From http://www.thieme-connect.de/ejournals/abstract/hmr/doi/10.1055/s-0029-1243184

Tuesday, December 01, 2009

Jane Austen 'died of tuberculosis not hormonal disorder'

Jane Austen probably died of tuberculosis after drinking unpasteurised milk rather than falling victim to a rare hormonal disorder as is generally assumed, research shows.

 

By Matthew Moore
Published: 8:00AM GMT 01 Dec 2009

 

 

The Pride and Prejudice novelist's premature death aged just 41 has long fascinated medical historians, with several explanations offered for her assorted and curiously mild symptoms.

 

Most biographers have accepted a posthumous diagnosis published in 1964 that she was one of the first known sufferers of Addison's disease, in which patients' adrenal glands fail to produce sufficient steroid hormones.

 

But a new reading of Austen's letters indicates that the Emma and Persuasion author was far too lucid in her final days in 1817 to have been dying of Addison's, whose victims usually endure a loss of concentration bordering on delirium as their condition worsens.

 

Austen was part way through her seventh novel Sandition when she succumbed to the sickness that had dominated her past two years, and was cogent enough to dictate lines of comic verse from her sick bed just 48 hours before her death.

 

Two months earlier she had written to a friend: "My head was always clear, and I had scarcely any pain."

 

Katherine White, a scholar and Addison's sufferer, wrote in the Medical Humanities journal that this evidence alone appears to rule out Addison's.

 

"While Austen was undoubtedly an exceptional intellect, this clarity of thought is not typical of advanced adrenal failure," she wrote.

 

"Extreme sleepiness, slurred speech, confusion or a semi-conscious state of characteristic of adrenal crises."

 

Addison's was first proposed as the cause of Austen's death by Sir Zachary Cope, a respected surgeon who specialised in abdominal conditions.

 

He based his diagnosis – proposed nearly 150 years after her death – on letters sent by the author in which she lamented her bed-ridden exhaustion, bilious attacks and rheumatic pains.

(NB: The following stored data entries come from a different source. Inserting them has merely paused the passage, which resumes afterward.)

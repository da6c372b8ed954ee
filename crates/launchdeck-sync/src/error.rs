//! Error type for `launchdeck-sync`.

use thiserror::Error;

#[derive(Debug, Error)]
pub enum Error {
  /// The upstream could not be reached: DNS, connect, TLS, or timeout.
  #[error("upstream unavailable: {0}")]
  UpstreamUnavailable(String),

  /// The upstream answered with a non-2xx status.
  #[error("upstream returned {status}: {body}")]
  UpstreamError { status: u16, body: String },

  /// The upstream answered 2xx but the body is not the JSON we expect.
  #[error("malformed upstream response: {0}")]
  UpstreamMalformed(String),

  /// Writing a synced record failed. Aborts the run; records already
  /// upserted stay committed.
  #[error("store error: {0}")]
  Store(#[source] Box<dyn std::error::Error + Send + Sync>),
}

impl Error {
  /// HTTP status reported by upstream, if this is an [`Error::UpstreamError`].
  pub fn upstream_status(&self) -> Option<u16> {
    match self {
      Self::UpstreamError { status, .. } => Some(*status),
      _ => None,
    }
  }
}

pub type Result<T, E = Error> = std::result::Result<T, E>;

Austen's skin also changed tone, turning "black and white and every wrong colour" as she wrote in a letter to her niece.

 

While acknowledging that these symptoms could indicate Addison's, Mrs White argues that an apparent improvement in Austen's condition as death approached pointed to alternative explanations.

 

"The absence of pain during her final months is revealing: intense migraine-like headache and generalised arthralgias are the norm for contemporary patients." she wrote.

 

That the comic writer did not appear to suffer severe weight loss further undermines the Addison's diagnosis, according to White.

 

She suggests that disseminated tuberculosis affecting the joints and liver – which Sir Zachary proposed as a possible cause of the Addison's – offers a "simpler" and sufficient explanation for Austen's symptoms, particularly as it was rife in the early 19th Century.

 

The infection likely had bovine origins, she adds, suggesting Austen may have ingested bacteria by drinking milk that had not been treated, like many of her contemporaries.

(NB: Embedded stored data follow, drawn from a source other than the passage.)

//! Handlers for `/rockets` endpoints.

use std::sync::Arc;

use axum::{
  Json,
  extract::{Path, Query, State},
};
use launchdeck_core::{record::Stored, rocket::RocketRecord, store::RecordStore};
use serde::Deserialize;

use crate::error::ApiError;

#[derive(Debug, Default, Deserialize)]
pub struct ListParams {
  /// Only rockets upstream reports as active.
  #[serde(default)]
  pub active: bool,
}

/// `GET /rockets[?active=true]`
pub async fn list<S: RecordStore>(
  State(store): State<Arc<S>>,
  Query(params): Query<ListParams>,
) -> Result<Json<Vec<Stored<RocketRecord>>>, ApiError> {
  Ok(Json(store.list_rockets(params.active).await.map_err(ApiError::store)?))
}

/// `GET /rockets/{id}`
pub async fn get_one<S: RecordStore>(
  State(store): State<Arc<S>>,
  Path(id): Path<String>,
) -> Result<Json<Stored<RocketRecord>>, ApiError> {
  let rocket = store
    .find_rocket(&id)
    .await
    .map_err(ApiError::store)?
    .ok_or_else(|| ApiError::NotFound(format!("rocket {id} not found")))?;
  Ok(Json(rocket))
}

Austen died in the Hampshire town of Winchester where she had travelled for medical treatment. She was buried in Winchester Cathedral.

 

Historians have struggled to decipher the private life of the woman behind some of the most enigmatic characters in English literature because her sister Cassandra burned many of her letters and documents after her death.

 

Tuberculosis was the biggest killer in 19th century Britain, but today almost all strains can be controlled by antibiotics. Addison's disease used to be fatal but steroid replacement therapy now allows most sufferers to live a normal life.